Mujer en Movimiento: Ana Siria Urzua

Ana Siria Urzua has led a life of transitions. Born in Colima, Mexico, Urzua came to Santa Ana as a 2-year-old with her mother after her father had already crossed. Once settled, the future activist's father found work at the local Mexican consulate. “That was formative for me in that I had my Mexican identity always present,” Urzua recalls. Eventually, her mother also worked at the consulate; there, the family met Socorro Sarmiento, one of the founders of Santa Ana's El Centro Cultural de Mexico, the pioneering community space that has served as a finishing school for OC Chicano activists for the past decade.

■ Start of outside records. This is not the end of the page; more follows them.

use std::time::Duration;

use crate::errors::ClientError;

const DEFAULT_SYSTEM_PROMPT: &str = "You are a helpful assistant.";

/// Configuration for the assistant service clients.
#[derive(Clone, Debug)]
pub struct ClientConfig {
    /// Base URL of the assistant service.
    pub base_url: String,
    /// System prompt injected into fresh chat conversations.
    pub system_prompt: String,
    /// Default HTTP timeout for requests.
    pub timeout: Duration,
}

impl ClientConfig {
    /// Creates a config with sensible defaults for the given base URL.
    pub fn new(base_url: impl Into<String>) -> Self {
        Self {
            base_url: base_url.into(),
            system_prompt: DEFAULT_SYSTEM_PROMPT.to_string(),
            timeout: Duration::from_secs(120),
        }
    }

    /// Builds a config from `LLM_API_BASE_URL`.
    pub fn from_env() -> Result<Self, ClientError> {
        let base_url = std::env::var("LLM_API_BASE_URL").unwrap_or_default();
        if base_url.trim().is_empty() {
            return Err(ClientError::Config(
                "missing LLM_API_BASE_URL for assistant client".into(),
            ));
        }
        Ok(Self::new(base_url))
    }

    /// Overrides the system prompt used for fresh conversations.
    pub fn system_prompt(mut self, prompt: impl Into<String>) -> Self {
        self.system_prompt = prompt.into();
        self
    }

    /// Overrides the default HTTP timeout.
    pub fn timeout(mut self, timeout: Duration) -> Self {
        self.timeout = timeout;
        self
    }

    pub(crate) fn tool_url(&self, tool: &str) -> String {
        format!("{}/v1/tools/{tool}", self.base_url.trim_end_matches('/'))
    }

    pub(crate) fn chat_url(&self) -> String {
        format!(
            "{}/v1/chat/completions",
            self.base_url.trim_end_matches('/')
        )
    }
}

#[cfg(test)]
mod tests {
    use super::*;

    #[test]
    fn builds_endpoint_urls_without_doubled_slashes() {
        let config = ClientConfig::new("http://localhost:8080/");
        assert_eq!(config.tool_url("web"), "http://localhost:8080/v1/tools/web");
        assert_eq!(config.chat_url(), "http://localhost:8080/v1/chat/completions");
    }

    #[test]
    fn defaults_are_populated() {
        let config = ClientConfig::new("http://localhost:8080");
        assert_eq!(config.system_prompt, DEFAULT_SYSTEM_PROMPT);
        assert_eq!(config.timeout, Duration::from_secs(120));
    }
}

At age 15, Urzua began taking son jarocho classes there. She learned the instruments, developed her singing voice and joined Son del Centro, the in-house musical group that teaches free classes to all and performs worldwide.

“What I remember the most about getting involved with Son del Centro was the [Coalition of Immokalee Workers],” she says, referring to the coalition whose picketing of Taco Bell's Irvine headquarters a decade ago over tomato prices and working conditions in Florida's fields still resonates in the county's activist circles. “I remember participating in the hunger strikes, and that's really when my cultural identity took on a political slant.”

As Urzua pursued a degree in anthropology at UC Irvine, she stayed close to the Centro, doing community organizing while applying her smarts to Santa Ana. “In college, I ended up working with [anthropology professor] Michael Montoya on my senior thesis that I wrote on gentrification and displacement,” she says. Urzua did interviews with residents getting the boot from what is now the Station District in Santa Ana.

After graduating in '08, she began organizing with Orange County Communities Organized for Responsible Development (OCCORD), where Urzua became one of the leading advocates for Santa Ana's Sunshine Ordinance for greater transparency. “I always felt like I had my stuff together,” she says of her life at that point, “but I didn't feel satisfied.” So she left her apartment, got rid of most of her stuff and decided to trek around Latin America, visiting six countries in 10 months, with Belize being the first and most memorable stop.

“I remember washing in the river with my friend Carmen,” she says. “I was looking around, and there were woodpeckers everywhere. We obviously sing about that stuff in son jarocho, but I hadn't seen that.”

Her friend said to her, “Imagine right now you'd be in your dirty-ass car, running late to your next meeting,” driving the point home further. At the end of her sojourn, she returned to Santa Ana and quickly involved herself even more, now as campaign coordinator for Santa Ana Building Healthy Communities. “I felt like I could play a role, coming back in my community and making changes.”

One of those efforts is the Boys and Men of Color initiative and their work on restorative justice. Urzua, now 27, rattles off policies that changed the profile of a typical person in the juvenile-justice system from a white runaway girl three decades ago to today's brown and black youth. “Once we know how it happened, then we have the ability of reimagining what it ought to be,” she says, adding that she envisions a similar process for all facets of city life.

Urzua's building a healthy version of herself, too, which means spending more time with those who matter and living with others committed to producing more and consuming less. “It's my own personal transformation, which is tied to our collective transformation,” she says. “Unless we look at ourselves and how we live, we're all talk.”